Instructions for the task »
Copy out all lines of the listing below that hold "Some".

*** Stored data ***

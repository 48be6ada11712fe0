pub mod geocode;
pub mod health;
pub mod render;
pub mod tracking;
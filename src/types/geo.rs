use serde::{Deserialize, Serialize};

#[derive(Debug, Clone, Copy, PartialEq, Serialize, Deserialize)]
pub struct Coordinate {
    #[serde(alias = "lat")]
    pub latitude: f64,
    #[serde(alias = "lon", alias = "lng")]
    pub longitude: f64,
}

impl Coordinate {
    pub const fn new(latitude: f64, longitude: f64) -> Self {
        Self {
            latitude,
            longitude,
        }
    }

    pub fn is_valid(&self) -> bool {
        self.latitude.is_finite()
            && self.longitude.is_finite()
            && (-90.0..=90.0).contains(&self.latitude)
            && (-180.0..=180.0).contains(&self.longitude)
    }
}

/// Position inside a rendered viewport, both axes in percent (0-100).
#[derive(Debug, Clone, Copy, PartialEq, Serialize, Deserialize)]
pub struct ViewportPosition {
    pub left: f64,
    pub top: f64,
}

impl ViewportPosition {
    pub const fn new(left: f64, top: f64) -> Self {
        Self { left, top }
    }
}

#[derive(Debug, Clone, Copy, PartialEq, Serialize, Deserialize)]
pub struct Bounds {
    pub min_lat: f64,
    pub max_lat: f64,
    pub min_lon: f64,
    pub max_lon: f64,
}
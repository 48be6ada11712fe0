use serde::Serialize;

/// Colors for one look of the tracking map. `trail` runs from the oldest
/// breadcrumb to the drone.
#[derive(Debug, Clone, Serialize)]
pub struct Theme {
    pub name: &'static str,
    pub trail: Vec<&'static str>,
    pub flight_path: &'static str,
    pub origin_pin: &'static str,
    pub destination_pin: &'static str,
    pub marker: &'static str,
    pub text: &'static str,
    pub background: (u8, u8, u8, u8),
}

impl Theme {
    pub fn get(name: &str) -> Option<Self> {
        match name {
            "day" => Some(Self::day()),
            "night" => Some(Self {
                name: "night",
                trail: vec!["#0055FF", "#0099DD", "#00D1FF"],
                flight_path: "#5C6B80",
                origin_pin: "#FF9933",
                destination_pin: "#00FF94",
                marker: "#FFFFFF",
                text: "#E6EDF3",
                background: (13, 17, 23, 255),
            }),
            "mono" => Some(Self {
                name: "mono",
                trail: vec!["#444444", "#222222", "#000000"],
                flight_path: "#9E9E9E",
                origin_pin: "#000000",
                destination_pin: "#000000",
                marker: "#000000",
                text: "#000000",
                background: (255, 255, 255, 255),
            }),
            _ => None,
        }
    }

    fn day() -> Self {
        Self {
            name: "day",
            trail: vec!["#FF3366", "#FF6600", "#FF9933"],
            flight_path: "#8A94A6",
            origin_pin: "#FF3366",
            destination_pin: "#1D976C",
            marker: "#0055FF",
            text: "#1F2933",
            background: (244, 246, 248, 255),
        }
    }

    pub fn interpolate(&self, t: f64) -> String {
        let t = if t.is_nan() { 0.0 } else { t.clamp(0.0, 1.0) };
        let stops = &self.trail;
        match stops.len() {
            0 => return "#FFFFFF".to_string(),
            1 => return stops[0].to_string(),
            _ => {}
        }
        let scaled = t * (stops.len() - 1) as f64;
        let idx = (scaled.floor() as usize).min(stops.len() - 2);
        let local_t = scaled - idx as f64;
        let start = parse_hex_color(stops[idx]).unwrap_or((255, 255, 255));
        let end = parse_hex_color(stops[idx + 1]).unwrap_or((255, 255, 255));
        format!(
            "#{:02X}{:02X}{:02X}",
            lerp_u8(start.0, end.0, local_t),
            lerp_u8(start.1, end.1, local_t),
            lerp_u8(start.2, end.2, local_t)
        )
    }
}

impl Default for Theme {
    fn default() -> Self {
        Self::day()
    }
}

fn parse_hex_color(hex: &str) -> Option<(u8, u8, u8)> {
    let value = hex.trim_start_matches('#');
    if value.len() != 6 {
        return None;
    }
    let r = u8::from_str_radix(&value[0..2], 16).ok()?;
    let g = u8::from_str_radix(&value[2..4], 16).ok()?;
    let b = u8::from_str_radix(&value[4..6], 16).ok()?;
    Some((r, g, b))
}

fn lerp_u8(start: u8, end: u8, t: f64) -> u8 {
    (start as f64 + (end as f64 - start as f64) * t).round().clamp(0.0, 255.0) as u8
}

#[derive(Debug, Clone)]
pub struct MapOptions {
    pub width: u32,
    pub height: u32,
    pub padding: u32,
    pub stroke_width: f32,
    pub glow: bool,
    pub theme: Theme,
    pub frames: u32,
    pub frame_delay_ms: u32,
}

impl Default for MapOptions {
    fn default() -> Self {
        Self {
            width: 720,
            height: 720,
            padding: 48,
            stroke_width: 4.0,
            glow: true,
            theme: Theme::default(),
            frames: 24,
            frame_delay_ms: 80,
        }
    }
}

impl MapOptions {
    pub const MIN_SIZE: u32 = 160;
    pub const MAX_SIZE: u32 = 2048;
    pub const MAX_FRAMES: u32 = 120;

    /// Canvas the SVG is rasterized onto.
    pub fn canvas(&self) -> MapCanvas {
        MapCanvas {
            width: self.width,
            height: self.height,
            background: Some(self.theme.background),
        }
    }
}

#[derive(Debug, Clone, Copy)]
pub struct MapCanvas {
    pub width: u32,
    pub height: u32,
    pub background: Option<(u8, u8, u8, u8)>,
}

*** End of Stored data ***

Solution to this exercise »
            "day" => Some(Self::day()),
            "night" => Some(Self {
            "mono" => Some(Self {
    Some((r, g, b))
            background: Some(self.theme.background),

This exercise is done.